Gabrielle Froidevaux, sur le pas de porte de sa boutique-atelier rue Henner
Gabrielle Froidevaux a tout de suite accepté de rencontrer “Le nouveau Neuf”, de préférence tôt le matin, avant l’ouverture. Grande femme brune souriante, elle nous invite, autour d’un café, dans son espace chaleureux où la tradition se mêle à la modernité des couleurs : parquet ancien, mobilier en bois, murs verts et bleus, une large table de travail, et en mezzanine, des rouleaux de peausseries prêts à être travaillés.

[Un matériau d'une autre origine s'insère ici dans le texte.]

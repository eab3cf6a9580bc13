use anyhow::Result;
use clap::{Arg, ArgAction, Command};
use colored::*;

use sysdash::commands;

fn build_cli() -> Command {
    Command::new("sysdash")
        .version(env!("CARGO_PKG_VERSION"))
        .about("Background metric collection for a desktop system monitor")
        .subcommand_required(true)
        .arg_required_else_help(true)
        .subcommand(
            Command::new("watch")
                .about("Poll processes and I/O rates, printing JSON lines until Ctrl+C")
                .arg(
                    Arg::new("fast-ms")
                        .long("fast-ms")
                        .value_name("MS")
                        .help("Interval of the CPU-only process update")
                        .value_parser(clap::value_parser!(u64).range(1..)),
                )
                .arg(
                    Arg::new("full-ms")
                        .long("full-ms")
                        .value_name("MS")
                        .help("Interval of the full refresh")
                        .value_parser(clap::value_parser!(u64).range(1..)),
                )
                .arg(
                    Arg::new("top")
                        .short('t')
                        .long("top")
                        .value_name("N")
                        .help("Number of processes to report")
                        .default_value("10")
                        .value_parser(clap::value_parser!(usize)),
                )
                .arg(
                    Arg::new("count")
                        .short('n')
                        .long("count")
                        .value_name("N")
                        .help("Exit after N full reports")
                        .value_parser(clap::value_parser!(u64)),
                ),
        )
        .subcommand(
            Command::new("snapshot")
                .about("Collect one system snapshot and print it as JSON")
                .arg(
                    Arg::new("pretty")
                        .short('p')
                        .long("pretty")
                        .help("Pretty-print the JSON")
                        .action(ArgAction::SetTrue),
                ),
        )
        .subcommand(
            Command::new("scan")
                .about("Show the largest entries of a directory")
                .arg(
                    Arg::new("path")
                        .help("Directory to scan (defaults to current directory)")
                        .index(1),
                )
                .arg(
                    Arg::new("limit")
                        .short('l')
                        .long("limit")
                        .value_name("N")
                        .help("Number of entries to show")
                        .default_value("20")
                        .value_parser(clap::value_parser!(usize)),
                )
                .arg(
                    Arg::new("batch")
                        .short('b')
                        .long("batch")
                        .help("Scan each subdirectory as its own task")
                        .action(ArgAction::SetTrue),
                ),
        )
        .subcommand(
            Command::new("config")
                .about("Inspect or reset the configuration")
                .subcommand_required(true)
                .arg_required_else_help(true)
                .subcommand(Command::new("show").about("Print the effective configuration"))
                .subcommand(Command::new("path").about("Print the configuration file path"))
                .subcommand(Command::new("reset").about("Restore the default configuration")),
        )
}

fn main() -> Result<()> {
    sysdash::init_logging();

    let matches = build_cli().get_matches();

    let result = match matches.subcommand() {
        Some(("watch", sub_matches)) => commands::watch::execute(sub_matches),
        Some(("snapshot", sub_matches)) => commands::snapshot::execute(sub_matches),
        Some(("scan", sub_matches)) => commands::scan::execute(sub_matches),
        Some(("config", sub_matches)) => commands::config::execute(sub_matches),
        _ => {
            println!("Use 'sysdash --help' for more information.");
            Ok(())
        }
    };

    if let Err(ref err) = result {
        log::debug!("Command failed: {:?}", err);
        eprintln!("{} {:#}", "Error:".red().bold(), err);
        std::process::exit(1);
    }
    result
}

Gabrielle, si à son aise dans son tablier d’artisan, se destinait pourtant à un tout autre métier.
Le sac "Nouvelle Athènes" avec un cuir sublimé par la passementerie de la maison Verrier
Portefeuille simple et beau couleur marron glacé
L’alignement des planètes
En 2016, les conditions sont réunies pour que Gabrielle s’installe dans le 9ème. Elle visite l’ancien atelier d’un tapissier qui a cessé son activité. Le lieu dégage une atmosphère sereine, aux antipodes des grands magasins. Elle s’y sent bien. Ici, elle va pouvoir créer, fabriquer et rencontrer sa clientèle. Quatre ans plus tôt, Gabrielle avait fait l’acquisition de machines nécessaires à la maroquinerie : « Un matin, réveillée bien avant l’aube comme par instinct, j’ai cherché et trouvé l’annonce inespérée. Les machines d’un ancien artisan de chez Hermès étaient mises en vente par sa femme ». Une vraie rareté. « Quelquefois, on est guidé dans la vie », sourit Gabrielle, les yeux brillants de gratitude.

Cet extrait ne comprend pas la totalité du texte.